===== RECORDS SUPPLIED

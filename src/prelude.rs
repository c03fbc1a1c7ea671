//! Prelude module for calendar_instant crate.
//!
//! Re-exports commonly used derive macros from derive_more.

#[allow(unused_imports)]
pub use derive_more::{Deref, Display, From, FromStr, Into, TryInto};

==========

§ WHAT IS REQUIRED
From the records above, extract every line exactly as it stands.

§ WRITTEN SOLUTION
filename src/prelude.rs
repository c03fbc1a1c7ea671
//! Prelude module for calendar_instant crate.
//!
//! Re-exports commonly used derive macros from derive_more.

#[allow(unused_imports)]
pub use derive_more::{Deref, Display, From, FromStr, Into, TryInto};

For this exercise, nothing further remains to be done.